━━ Records supplied

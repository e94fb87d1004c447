//! Application configuration with layered loading.
//!
//! This module provides configuration management using figment for layered
//! configuration loading from multiple sources:
//!
//! 1. Environment variables (DEJURE_*)
//! 2. TOML config file (if DEJURE_CONFIG_FILE set)
//! 3. Built-in defaults

use std::path::PathBuf;

use figment::{
    Figment,
    providers::{Env, Format, Serialized, Toml},
};
use serde::{Deserialize, Serialize};

mod annotation;
mod options;
mod validation;

pub use annotation::{AnnotationConfig, AnnotationSettings};
pub use options::{LineBreak, LinkStyle, Tooltip};
pub use validation::ConfigError;

/// Default dejure.org linking endpoint.
pub const DEFAULT_ENDPOINT: &str = "https://rechtsnetz.dejure.org/dienste/vernetzung/vernetzen";

/// Application configuration with layered loading.
///
/// Loading precedence (highest wins):
/// 1. Environment variables (DEJURE_*), nested keys split on `__`
/// 2. TOML file from `DEJURE_CONFIG_FILE` (if set)
/// 3. Built-in defaults
#[derive(Debug, Clone, Serialize, Deserialize)]
pub struct AppConfig {
    /// Path to SQLite cache database.
    ///
    /// Set via DEJURE_DB_PATH environment variable.
    #[serde(default = "default_db_path")]
    pub db_path: PathBuf,

    /// Linking service endpoint.
    ///
    /// Set via DEJURE_ENDPOINT environment variable.
    #[serde(default = "default_endpoint")]
    pub endpoint: String,

    /// Default annotation settings.
    ///
    /// Set via DEJURE_ANNOTATION__* environment variables,
    /// e.g. DEJURE_ANNOTATION__LINK_STYLE=narrow.
    #[serde(default)]
    pub annotation: AnnotationSettings,
}

fn default_db_path() -> PathBuf {
    PathBuf::from("./dejure-cache.sqlite")
}

fn default_endpoint() -> String {
    DEFAULT_ENDPOINT.into()
}

impl Default for AppConfig {
    fn default() -> Self {
        Self { db_path: default_db_path(), endpoint: default_endpoint(), annotation: AnnotationSettings::default() }
    }
}

impl AppConfig {
    /// Load configuration from all sources with layered precedence.
    ///
    /// Priority (highest wins):
    /// 1. Environment variables prefixed with `DEJURE_`
    /// 2. TOML file from `DEJURE_CONFIG_FILE` (if set)
    /// 3. Built-in defaults via `Default::default()`
    ///
    /// # Errors
    ///
    /// Returns `ConfigError` if:
    /// - Configuration file cannot be read
    /// - Environment variables cannot be parsed
    /// - Validation fails after loading
    pub fn load() -> Result<Self, ConfigError> {
        let mut figment = Figment::from(Serialized::defaults(Self::default()));

        if let Ok(config_path) = std::env::var("DEJURE_CONFIG_FILE") {
            figment = figment.merge(Toml::file(&config_path));
        }

        figment = figment.merge(
            Env::prefixed("DEJURE_")
                .ignore(&["CONFIG_FILE"])
                .map(|key| key.as_str().to_lowercase().into())
                .split("__"),
        );

        Self::from_figment(&figment)
    }

    /// Extract and validate configuration from a prepared figment.
    ///
    /// # Errors
    ///
    /// Returns `ConfigError::LoadFailed` if extraction fails, or any
    /// validation error.
    pub fn from_figment(figment: &Figment) -> Result<Self, ConfigError> {
        let config: Self = figment.extract().map_err(|e| ConfigError::LoadFailed(e.to_string()))?;

        config.validate()?;

        Ok(config)
    }

    /// Parse the default annotation settings.
    ///
    /// # Errors
    ///
    /// See [`AnnotationSettings::parse`].
    pub fn annotation_config(&self) -> Result<AnnotationConfig, ConfigError> {
        self.annotation.parse()
    }
}
//! cache_stats tool implementation.

use dejure_core::{CacheDb, Error};
use rmcp::{
    ErrorData as McpError,
    model::{CallToolResult, Content},
};

/// Implementation of the cache_stats tool.
pub async fn stats_impl(cache: &CacheDb) -> Result<CallToolResult, McpError> {
    let stats = cache.annotation_stats().await?;
    let json = serde_json::to_string_pretty(&stats)
        .map_err(|e| Error::InvalidInput(format!("Failed to serialize stats: {e}")))?;

    Ok(CallToolResult::success(vec![Content::text(json)]))
}
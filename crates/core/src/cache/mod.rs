//! Content-addressed annotation cache.
//!
//! The pipeline only sees the [`CacheStore`] capability. Two backends
//! implement it:
//!
//! - [`CacheDb`]: persistent SQLite storage via tokio-rusqlite, with
//!   versioned migrations and eager purging of expired rows
//! - [`MemoryCache`]: process-local map with lazy expiry

pub mod annotations;
pub mod connection;
pub mod hash;
pub mod memory;
pub mod migrations;

use std::time::Duration;

pub use crate::Error;

pub use annotations::CacheStats;
pub use connection::CacheDb;
pub use hash::fingerprint;
pub use memory::MemoryCache;

/// Minimal get/put capability the annotation pipeline caches through.
///
/// Implementations must never return an entry whose TTL has elapsed.
#[async_trait::async_trait]
pub trait CacheStore: Send + Sync {
    /// Fetch an unexpired value by key.
    async fn get(&self, key: &str) -> Result<Option<String>, Error>;

    /// Store a value under key, replacing any previous entry.
    async fn put(&self, key: &str, value: &str, ttl: Duration) -> Result<(), Error>;
}
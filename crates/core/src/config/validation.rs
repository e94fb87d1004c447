//! Configuration validation rules.
//!
//! This module provides validation logic for `AppConfig` values
//! after they have been loaded from environment, files, or defaults.

use crate::config::AppConfig;
use thiserror::Error;
use url::Url;

/// Configuration validation errors.
#[derive(Debug, Error)]
pub enum ConfigError {
    #[error("failed to load configuration: {0}")]
    LoadFailed(String),

    #[error("invalid configuration: {field} - {reason}")]
    Invalid { field: String, reason: String },

    #[error("unrecognized value for {field}: {value:?}")]
    UnknownValue { field: String, value: String },
}

impl AppConfig {
    /// Validate configuration values after loading.
    ///
    /// # Errors
    ///
    /// Returns `ConfigError::Invalid` if:
    /// - `endpoint` is not an http(s) URL
    /// - a timeout is below 100ms or exceeds 5 minutes
    ///
    /// Returns `ConfigError::UnknownValue` if an annotation option holds an
    /// unrecognized value.
    pub fn validate(&self) -> Result<(), ConfigError> {
        let endpoint = Url::parse(&self.endpoint)
            .map_err(|e| ConfigError::Invalid { field: "endpoint".into(), reason: e.to_string() })?;
        if !matches!(endpoint.scheme(), "http" | "https") {
            return Err(ConfigError::Invalid { field: "endpoint".into(), reason: "must be an http(s) URL".into() });
        }

        self.annotation.parse()?;

        if self.annotation.provider_id.is_empty() || self.annotation.contact_email.is_empty() {
            tracing::warn!(
                provider_id = %self.annotation.provider_id,
                contact_email = %self.annotation.contact_email,
                "provider_id or contact_email is empty; dejure.org expects a provider identity"
            );
        }

        Ok(())
    }
}
//! Cheap check for text that might contain a linkable citation.

use std::sync::LazyLock;

use regex::Regex;

/// Section signs, `Art.`, and the two-digit groups typical of file numbers
/// (`12/05`, `1 BvR 3.05`) and paragraph lists (`12, `).
///
/// The trailing groups stand in for negative lookahead: a two-digit group
/// must not run on into a third digit.
static CANDIDATE: LazyLock<Regex> = LazyLock::new(|| {
    Regex::new(concat!(
        r"§|&sect;|Art\.",
        r"|/[0-9]{2}(?:[^0-9/]|$)",
        r"| [0-9]{1,2}[/.][0-9]{2}(?:[^0-9.]|$)",
        r"|[0-9]{2}, ",
    ))
    .expect("citation prefilter pattern is valid")
});

/// Returns true when `text` plausibly contains a citation.
///
/// False positives only cost a remote call; false negatives skip annotation.
pub fn has_candidate(text: &str) -> bool {
    CANDIDATE.is_match(text)
}
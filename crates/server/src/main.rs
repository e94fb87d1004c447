//! mcp-dejure server entry point.
//!
//! This is the main binary that boots the MCP server on stdio transport.
//! Logging goes to stderr to avoid interfering with the JSON-RPC protocol on stdout.

use std::sync::Arc;

use anyhow::{Context, Result};
use dejure_client::{Annotator, DejureClient, DejureConfig};
use dejure_core::{AppConfig, CacheDb};
use rmcp::service::serve_server;
use rmcp::transport::io::stdio;
use tracing_subscriber::EnvFilter;

mod handler;
mod tools;

#[tokio::main]
async fn main() -> Result<()> {
    tracing_subscriber::fmt()
        .with_env_filter(EnvFilter::from_default_env())
        .with_writer(std::io::stderr)
        .json()
        .init();

    let config = AppConfig::load().context("loading configuration")?;

    let cache = CacheDb::open(&config.db_path)
        .await
        .with_context(|| format!("opening cache at {}", config.db_path.display()))?;
    let purged = cache.purge_expired_annotations().await?;
    tracing::info!(purged, db = %config.db_path.display(), "opened annotation cache");

    let client = DejureClient::new(DejureConfig { endpoint: config.endpoint.clone() })?;
    let annotator = Annotator::new(Arc::new(client), Arc::new(cache.clone()));

    tracing::info!(endpoint = %config.endpoint, "Starting mcp-dejure server on stdio transport");

    let handler = handler::DejureServer::new(annotator, cache, config.annotation);
    let transport = stdio();
    let server = serve_server(handler, transport).await?;

    server.waiting().await?;

    Ok(())
}
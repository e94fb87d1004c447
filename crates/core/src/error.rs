//! Unified error types for dejure-rs.

use rmcp::model::{ErrorCode, ErrorData as McpError};
use tokio_rusqlite::rusqlite;

use crate::config::ConfigError;

/// Unified error types shared by the cache and the outer surfaces.
#[derive(Debug, thiserror::Error)]
pub enum Error {
    /// Invalid input parameters (e.g., empty text).
    #[error("INVALID_INPUT: {0}")]
    InvalidInput(String),

    /// Configuration rejected before any I/O.
    #[error("INVALID_CONFIG: {0}")]
    Config(#[from] ConfigError),

    /// Database operation failed.
    #[error("CACHE_ERROR: {0}")]
    Database(tokio_rusqlite::Error),

    /// Migration failed to apply.
    #[error("CACHE_ERROR: migration failed: {0}")]
    MigrationFailed(String),

    /// Stored timestamp could not be parsed.
    #[error("CACHE_ERROR: corrupt timestamp: {0}")]
    CorruptTimestamp(String),
}

impl From<tokio_rusqlite::Error<Error>> for Error {
    fn from(err: tokio_rusqlite::Error<Error>) -> Self {
        match err {
            tokio_rusqlite::Error::Error(e) => e,
            tokio_rusqlite::Error::ConnectionClosed => Error::Database(tokio_rusqlite::Error::ConnectionClosed),
            tokio_rusqlite::Error::Close(c) => Error::Database(tokio_rusqlite::Error::Close(c)),
            _ => Error::Database(tokio_rusqlite::Error::ConnectionClosed),
        }
    }
}

impl From<tokio_rusqlite::Error<rusqlite::Error>> for Error {
    fn from(err: tokio_rusqlite::Error<rusqlite::Error>) -> Self {
        Error::Database(err)
    }
}

impl From<rusqlite::Error> for Error {
    fn from(err: rusqlite::Error) -> Self {
        Error::Database(tokio_rusqlite::Error::Error(err))
    }
}

impl From<Error> for McpError {
    fn from(err: Error) -> Self {
        let (code, message) = match &err {
            Error::InvalidInput(msg) => (-32602, msg.clone()),
            Error::Config(e) => (-32602, e.to_string()),
            Error::Database(e) => (-32002, e.to_string()),
            Error::MigrationFailed(msg) => (-32002, msg.clone()),
            Error::CorruptTimestamp(msg) => (-32002, msg.clone()),
        };

        McpError { code: ErrorCode(code), message: message.into(), data: None }
    }
}

impl From<ConfigError> for McpError {
    fn from(err: ConfigError) -> Self {
        Error::Config(err).into()
    }
}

━━━━

Exercise brief
The word "unrecognized" may occur in lines of the records. Report how many such lines there are, giving only the number.

Task output
2